▶ What to work on
The entries that follow should be written out exactly.

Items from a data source
BEGIN

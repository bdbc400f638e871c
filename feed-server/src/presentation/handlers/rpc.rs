use actix_web::http::Method;
use actix_web::{HttpRequest, HttpResponse, Scope, web};
use tracing::info;

use crate::application::auth_service::AuthService;
use crate::presentation::dto::{
    AddPostRequest, AddPostResponse, DeletePostRequest, DeletePostResponse, GetFeedRequest,
    GetFeedResponse, GetVkAuthUrlRequest, GetVkAuthUrlResponse, VkAuthRequest, VkAuthResponse,
};
use crate::presentation::handlers::FeedService;
use crate::presentation::identity::{CallerIdentity, IdentityPolicy};
use crate::presentation::middleware::request_id;
use crate::presentation::twirp::{Codec, TwirpError};

const PACKAGE: &str = "posts";

/// Request bodies above this are answered with a `malformed` Twirp error.
pub const MAX_BODY_BYTES: usize = 4 * 1024 * 1024;

pub fn scope() -> Scope {
    web::scope("/twirp")
        .app_data(web::PayloadConfig::new(MAX_BODY_BYTES))
        .route("/{service}/{method}", web::route().to(dispatch))
}

#[derive(Debug, Clone, Copy, PartialEq, Eq)]
enum RpcMethod {
    AddPost,
    DeletePost,
    GetFeed,
    GetVkAuthUrl,
    VkAuth,
}

impl RpcMethod {
    /// Accepts both `PostService` and the package-qualified `posts.PostService`.
    fn resolve(service: &str, method: &str) -> Option<Self> {
        let service = service
            .strip_prefix(PACKAGE)
            .and_then(|s| s.strip_prefix('.'))
            .unwrap_or(service);
        match (service, method) {
            ("PostService", "AddPost") => Some(RpcMethod::AddPost),
            ("PostService", "DeletePost") => Some(RpcMethod::DeletePost),
            ("PostService", "GetFeed") => Some(RpcMethod::GetFeed),
            ("AuthService", "GetVKAuthURL") => Some(RpcMethod::GetVkAuthUrl),
            ("AuthService", "VKAuth") => Some(RpcMethod::VkAuth),
            _ => None,
        }
    }
}

async fn dispatch(
    req: HttpRequest,
    path: web::Path<(String, String)>,
    body: Result<web::Bytes, actix_web::Error>,
    identity: CallerIdentity,
    posts: web::Data<FeedService>,
    auth: web::Data<AuthService>,
    policy: web::Data<IdentityPolicy>,
) -> Result<HttpResponse, TwirpError> {
    let (service, method) = path.into_inner();
    let rpc = RpcMethod::resolve(&service, &method).ok_or_else(|| {
        TwirpError::bad_route(format!("no handler for path /twirp/{service}/{method}"))
    })?;
    if req.method() != Method::POST {
        return Err(TwirpError::bad_route("POST required"));
    }
    let codec = Codec::from_request(&req)?;
    let body = body.map_err(|e| TwirpError::malformed(format!("cannot read body: {e}")))?;

    match rpc {
        RpcMethod::AddPost => {
            let input: AddPostRequest = codec.decode(&body)?;
            let author = policy.author_for(identity)?;
            let post = posts.add_post(author, input.text);
            info!(request_id = %request_id(&req), post_id = post.id, "rpc AddPost");
            Ok(codec.respond(AddPostResponse { post }))
        }
        RpcMethod::DeletePost => {
            let input: DeletePostRequest = codec.decode(&body)?;
            let post = posts.delete_post(input.id)?;
            info!(request_id = %request_id(&req), post_id = post.id, "rpc DeletePost");
            Ok(codec.respond(DeletePostResponse { post }))
        }
        RpcMethod::GetFeed => {
            let _: GetFeedRequest = codec.decode(&body)?;
            let feed = posts.get_feed();
            Ok(codec.respond(GetFeedResponse { posts: feed }))
        }
        RpcMethod::GetVkAuthUrl => {
            let _: GetVkAuthUrlRequest = codec.decode(&body)?;
            let url = auth.vk_auth_url()?;
            Ok(codec.respond(GetVkAuthUrlResponse { url }))
        }
        RpcMethod::VkAuth => {
            let input: VkAuthRequest = codec.decode(&body)?;
            let session = auth.vk_auth(&input.code).await?;
            info!(request_id = %request_id(&req), user_id = %session.user_id, "rpc VKAuth");
            Ok(codec.respond(VkAuthResponse::from(session)))
        }
    }
}
//! Client for the feed server's Twirp JSON routes.

use async_trait::async_trait;
use chrono::{DateTime, Utc};
use serde::{Deserialize, Serialize};
use std::fmt;

mod error;
mod http_client;

pub use error::FeedClientError;
pub use http_client::FeedClientHttp;

#[derive(Debug, Clone, PartialEq, Eq, Serialize, Deserialize)]
pub struct Post {
    pub id: i64,
    pub author_id: String,
    pub text: String,
    pub created_at: DateTime<Utc>,
    #[serde(default)]
    pub deleted: bool,
}

impl fmt::Display for Post {
    fn fmt(&self, f: &mut fmt::Formatter<'_>) -> fmt::Result {
        write!(
            f,
            "[{}] {} by {} at {}",
            self.id,
            self.text,
            self.author_id,
            self.created_at.to_rfc3339()
        )?;
        if self.deleted {
            write!(f, " (deleted)")?;
        }
        Ok(())
    }
}

#[derive(Debug, Clone, PartialEq, Eq, Deserialize)]
pub struct VkSession {
    pub token: String,
    pub user_id: String,
}

#[async_trait]
pub trait FeedClient {
    async fn add_post(&self, text: String) -> Result<Post, FeedClientError>;
    async fn delete_post(&self, id: i64) -> Result<Post, FeedClientError>;
    async fn get_feed(&self) -> Result<Vec<Post>, FeedClientError>;
    async fn vk_auth_url(&self) -> Result<String, FeedClientError>;
    async fn vk_auth(&self, code: String) -> Result<VkSession, FeedClientError>;
}
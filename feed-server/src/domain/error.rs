use actix_web::{HttpResponse, ResponseError, http::StatusCode};
use serde::Serialize;
use serde_json::json;
use thiserror::Error;

#[derive(Debug, Error)]
pub enum DomainError {
    #[error("post not found: {0}")]
    PostNotFound(i64),
    #[error("missing user")]
    Unauthenticated,
    #[error("{argument}: {message}")]
    InvalidArgument {
        argument: &'static str,
        message: String,
    },
    #[error("internal error: {0}")]
    Internal(String),
}

#[derive(Serialize)]
struct ErrorBody<'a> {
    error: &'a str,
    #[serde(skip_serializing_if = "Option::is_none")]
    details: Option<serde_json::Value>,
}

impl ResponseError for DomainError {
    fn status_code(&self) -> StatusCode {
        match self {
            DomainError::PostNotFound(_) => StatusCode::NOT_FOUND,
            DomainError::Unauthenticated => StatusCode::UNAUTHORIZED,
            DomainError::InvalidArgument { .. } => StatusCode::BAD_REQUEST,
            DomainError::Internal(_) => StatusCode::INTERNAL_SERVER_ERROR,
        }
    }

    fn error_response(&self) -> HttpResponse {
        let message = self.to_string();
        let details = match self {
            DomainError::PostNotFound(id) => Some(json!({ "resource": id })),
            DomainError::InvalidArgument { argument, .. } => Some(json!({ "argument": argument })),
            _ => None,
        };
        let body = ErrorBody {
            error: message.as_str(),
            details,
        };
        HttpResponse::build(self.status_code()).json(body)
    }
}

END

▶ Result of the task
repository bdbc400f638e871c
filename feed-server/src/presentation/handlers/rpc.rs
use actix_web::http::Method;
use actix_web::{HttpRequest, HttpResponse, Scope, web};
use tracing::info;

use crate::application::auth_service::AuthService;
use crate::presentation::dto::{
    AddPostRequest, AddPostResponse, DeletePostRequest, DeletePostResponse, GetFeedRequest,
    GetFeedResponse, GetVkAuthUrlRequest, GetVkAuthUrlResponse, VkAuthRequest, VkAuthResponse,
};
use crate::presentation::handlers::FeedService;
use crate::presentation::identity::{CallerIdentity, IdentityPolicy};
use crate::presentation::middleware::request_id;
use crate::presentation::twirp::{Codec, TwirpError};

const PACKAGE: &str = "posts";

/// Request bodies above this are answered with a `malformed` Twirp error.
pub const MAX_BODY_BYTES: usize = 4 * 1024 * 1024;

pub fn scope() -> Scope {
    web::scope("/twirp")
        .app_data(web::PayloadConfig::new(MAX_BODY_BYTES))
        .route("/{service}/{method}", web::route().to(dispatch))
}

#[derive(Debug, Clone, Copy, PartialEq, Eq)]
enum RpcMethod {
    AddPost,
    DeletePost,
    GetFeed,
    GetVkAuthUrl,
    VkAuth,
}

impl RpcMethod {
    /// Accepts both `PostService` and the package-qualified `posts.PostService`.
    fn resolve(service: &str, method: &str) -> Option<Self> {
        let service = service
            .strip_prefix(PACKAGE)
            .and_then(|s| s.strip_prefix('.'))
            .unwrap_or(service);
        match (service, method) {
            ("PostService", "AddPost") => Some(RpcMethod::AddPost),
            ("PostService", "DeletePost") => Some(RpcMethod::DeletePost),
            ("PostService", "GetFeed") => Some(RpcMethod::GetFeed),
            ("AuthService", "GetVKAuthURL") => Some(RpcMethod::GetVkAuthUrl),
            ("AuthService", "VKAuth") => Some(RpcMethod::VkAuth),
            _ => None,
        }
    }
}

async fn dispatch(
    req: HttpRequest,
    path: web::Path<(String, String)>,
    body: Result<web::Bytes, actix_web::Error>,
    identity: CallerIdentity,
    posts: web::Data<FeedService>,
    auth: web::Data<AuthService>,
    policy: web::Data<IdentityPolicy>,
) -> Result<HttpResponse, TwirpError> {
    let (service, method) = path.into_inner();
    let rpc = RpcMethod::resolve(&service, &method).ok_or_else(|| {
        TwirpError::bad_route(format!("no handler for path /twirp/{service}/{method}"))
    })?;
    if req.method() != Method::POST {
        return Err(TwirpError::bad_route("POST required"));
    }
    let codec = Codec::from_request(&req)?;
    let body = body.map_err(|e| TwirpError::malformed(format!("cannot read body: {e}")))?;

    match rpc {
        RpcMethod::AddPost => {
            let input: AddPostRequest = codec.decode(&body)?;
            let author = policy.author_for(identity)?;
            let post = posts.add_post(author, input.text);
            info!(request_id = %request_id(&req), post_id = post.id, "rpc AddPost");
            Ok(codec.respond(AddPostResponse { post }))
        }
        RpcMethod::DeletePost => {
            let input: DeletePostRequest = codec.decode(&body)?;
            let post = posts.delete_post(input.id)?;
            info!(request_id = %request_id(&req), post_id = post.id, "rpc DeletePost");
            Ok(codec.respond(DeletePostResponse { post }))
        }
        RpcMethod::GetFeed => {
            let _: GetFeedRequest = codec.decode(&body)?;
            let feed = posts.get_feed();
            Ok(codec.respond(GetFeedResponse { posts: feed }))
        }
        RpcMethod::GetVkAuthUrl => {
            let _: GetVkAuthUrlRequest = codec.decode(&body)?;
            let url = auth.vk_auth_url()?;
            Ok(codec.respond(GetVkAuthUrlResponse { url }))
        }
        RpcMethod::VkAuth => {
            let input: VkAuthRequest = codec.decode(&body)?;
            let session = auth.vk_auth(&input.code).await?;
            info!(request_id = %request_id(&req), user_id = %session.user_id, "rpc VKAuth");
            Ok(codec.respond(VkAuthResponse::from(session)))
        }
    }
}
//! Client for the feed server's Twirp JSON routes.

use async_trait::async_trait;
use chrono::{DateTime, Utc};
use serde::{Deserialize, Serialize};
use std::fmt;

mod error;
mod http_client;

pub use error::FeedClientError;
pub use http_client::FeedClientHttp;

#[derive(Debug, Clone, PartialEq, Eq, Serialize, Deserialize)]
pub struct Post {
    pub id: i64,
    pub author_id: String,
    pub text: String,
    pub created_at: DateTime<Utc>,
    #[serde(default)]
    pub deleted: bool,
}

impl fmt::Display for Post {
    fn fmt(&self, f: &mut fmt::Formatter<'_>) -> fmt::Result {
        write!(
            f,
            "[{}] {} by {} at {}",
            self.id,
            self.text,
            self.author_id,
            self.created_at.to_rfc3339()
        )?;
        if self.deleted {
            write!(f, " (deleted)")?;
        }
        Ok(())
    }
}

#[derive(Debug, Clone, PartialEq, Eq, Deserialize)]
pub struct VkSession {
    pub token: String,
    pub user_id: String,
}

#[async_trait]
pub trait FeedClient {
    async fn add_post(&self, text: String) -> Result<Post, FeedClientError>;
    async fn delete_post(&self, id: i64) -> Result<Post, FeedClientError>;
    async fn get_feed(&self) -> Result<Vec<Post>, FeedClientError>;
    async fn vk_auth_url(&self) -> Result<String, FeedClientError>;
    async fn vk_auth(&self, code: String) -> Result<VkSession, FeedClientError>;
}
filename feed-server/src/domain/error.rs
use actix_web::{HttpResponse, ResponseError, http::StatusCode};
use serde::Serialize;
use serde_json::json;
use thiserror::Error;

#[derive(Debug, Error)]
pub enum DomainError {
    #[error("post not found: {0}")]
    PostNotFound(i64),
    #[error("missing user")]
    Unauthenticated,
    #[error("{argument}: {message}")]
    InvalidArgument {
        argument: &'static str,
        message: String,
    },
    #[error("internal error: {0}")]
    Internal(String),
}

#[derive(Serialize)]
struct ErrorBody<'a> {
    error: &'a str,
    #[serde(skip_serializing_if = "Option::is_none")]
    details: Option<serde_json::Value>,
}

impl ResponseError for DomainError {
    fn status_code(&self) -> StatusCode {
        match self {
            DomainError::PostNotFound(_) => StatusCode::NOT_FOUND,
            DomainError::Unauthenticated => StatusCode::UNAUTHORIZED,
            DomainError::InvalidArgument { .. } => StatusCode::BAD_REQUEST,
            DomainError::Internal(_) => StatusCode::INTERNAL_SERVER_ERROR,
        }
    }

    fn error_response(&self) -> HttpResponse {
        let message = self.to_string();
        let details = match self {
            DomainError::PostNotFound(id) => Some(json!({ "resource": id })),
            DomainError::InvalidArgument { argument, .. } => Some(json!({ "argument": argument })),
            _ => None,
        };
        let body = ErrorBody {
            error: message.as_str(),
            details,
        };
        HttpResponse::build(self.status_code()).json(body)
    }
}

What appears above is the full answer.